◆ **EXERCISE INSTRUCTIONS**
Across all the entries below, count each line that holds "PartialEq" and report the figure only.

◆ **Stored data**
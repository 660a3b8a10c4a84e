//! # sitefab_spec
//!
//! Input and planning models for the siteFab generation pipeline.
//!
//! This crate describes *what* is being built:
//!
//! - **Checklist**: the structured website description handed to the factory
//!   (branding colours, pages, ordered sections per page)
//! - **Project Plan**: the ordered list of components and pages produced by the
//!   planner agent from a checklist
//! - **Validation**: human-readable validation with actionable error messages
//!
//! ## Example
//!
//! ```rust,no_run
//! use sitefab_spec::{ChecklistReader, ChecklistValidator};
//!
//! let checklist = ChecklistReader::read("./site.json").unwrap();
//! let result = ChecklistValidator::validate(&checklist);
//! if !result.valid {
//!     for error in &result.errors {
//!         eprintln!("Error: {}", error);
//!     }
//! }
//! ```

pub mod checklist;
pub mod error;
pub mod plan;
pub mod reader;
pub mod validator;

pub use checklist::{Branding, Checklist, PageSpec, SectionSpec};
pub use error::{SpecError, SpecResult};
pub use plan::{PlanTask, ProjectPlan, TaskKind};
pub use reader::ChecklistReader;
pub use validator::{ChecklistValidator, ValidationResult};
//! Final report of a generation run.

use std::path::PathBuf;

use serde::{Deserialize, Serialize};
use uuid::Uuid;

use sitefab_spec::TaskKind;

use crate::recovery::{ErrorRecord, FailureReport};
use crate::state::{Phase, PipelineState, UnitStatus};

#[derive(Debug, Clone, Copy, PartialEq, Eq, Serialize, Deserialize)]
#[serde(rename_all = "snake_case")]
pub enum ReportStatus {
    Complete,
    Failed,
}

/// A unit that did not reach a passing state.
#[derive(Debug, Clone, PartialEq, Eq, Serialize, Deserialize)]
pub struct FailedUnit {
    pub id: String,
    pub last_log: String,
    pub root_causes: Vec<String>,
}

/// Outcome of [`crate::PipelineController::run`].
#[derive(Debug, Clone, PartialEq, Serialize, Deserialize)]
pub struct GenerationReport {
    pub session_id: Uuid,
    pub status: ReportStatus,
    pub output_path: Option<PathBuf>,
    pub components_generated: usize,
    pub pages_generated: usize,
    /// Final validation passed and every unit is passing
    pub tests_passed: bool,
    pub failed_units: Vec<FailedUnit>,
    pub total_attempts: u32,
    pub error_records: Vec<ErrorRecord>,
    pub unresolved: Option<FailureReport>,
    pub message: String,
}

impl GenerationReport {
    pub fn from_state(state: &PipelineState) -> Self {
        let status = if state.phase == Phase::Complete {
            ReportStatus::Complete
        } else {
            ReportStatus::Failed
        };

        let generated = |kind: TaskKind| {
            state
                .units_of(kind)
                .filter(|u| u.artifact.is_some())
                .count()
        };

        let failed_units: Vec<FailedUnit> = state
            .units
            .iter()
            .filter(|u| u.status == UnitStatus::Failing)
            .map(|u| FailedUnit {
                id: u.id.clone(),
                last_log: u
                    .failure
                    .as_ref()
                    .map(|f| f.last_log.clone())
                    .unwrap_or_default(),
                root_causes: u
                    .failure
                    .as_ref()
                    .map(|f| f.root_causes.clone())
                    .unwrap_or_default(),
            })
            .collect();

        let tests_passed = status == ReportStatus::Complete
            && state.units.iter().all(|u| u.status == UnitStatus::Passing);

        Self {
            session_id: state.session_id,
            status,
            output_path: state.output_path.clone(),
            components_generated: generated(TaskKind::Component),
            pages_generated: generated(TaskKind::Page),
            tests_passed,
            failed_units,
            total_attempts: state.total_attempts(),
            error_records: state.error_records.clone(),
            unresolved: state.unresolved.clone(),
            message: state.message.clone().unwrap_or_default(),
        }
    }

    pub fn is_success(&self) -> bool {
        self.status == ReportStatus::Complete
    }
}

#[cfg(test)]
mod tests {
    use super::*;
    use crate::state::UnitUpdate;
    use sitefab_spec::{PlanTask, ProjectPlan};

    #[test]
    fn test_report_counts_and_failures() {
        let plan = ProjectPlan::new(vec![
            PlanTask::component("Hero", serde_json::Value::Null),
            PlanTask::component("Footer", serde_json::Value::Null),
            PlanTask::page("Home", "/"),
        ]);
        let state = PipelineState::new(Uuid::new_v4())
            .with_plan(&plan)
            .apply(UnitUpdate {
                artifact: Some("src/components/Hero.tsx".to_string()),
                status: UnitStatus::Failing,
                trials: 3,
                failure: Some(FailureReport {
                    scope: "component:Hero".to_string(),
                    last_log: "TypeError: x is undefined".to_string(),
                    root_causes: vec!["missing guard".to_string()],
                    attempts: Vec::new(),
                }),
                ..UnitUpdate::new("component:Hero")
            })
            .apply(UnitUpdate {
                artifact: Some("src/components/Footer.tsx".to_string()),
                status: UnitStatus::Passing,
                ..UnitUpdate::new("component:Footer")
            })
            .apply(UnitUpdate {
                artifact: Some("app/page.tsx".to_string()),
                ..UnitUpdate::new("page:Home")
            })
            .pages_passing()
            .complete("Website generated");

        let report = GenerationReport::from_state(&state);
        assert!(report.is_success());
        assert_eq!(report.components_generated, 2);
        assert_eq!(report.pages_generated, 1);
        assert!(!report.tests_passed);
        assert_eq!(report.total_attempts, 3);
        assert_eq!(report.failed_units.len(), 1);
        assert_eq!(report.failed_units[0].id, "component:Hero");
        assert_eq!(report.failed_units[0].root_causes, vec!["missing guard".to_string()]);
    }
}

◆ **RESULT**
3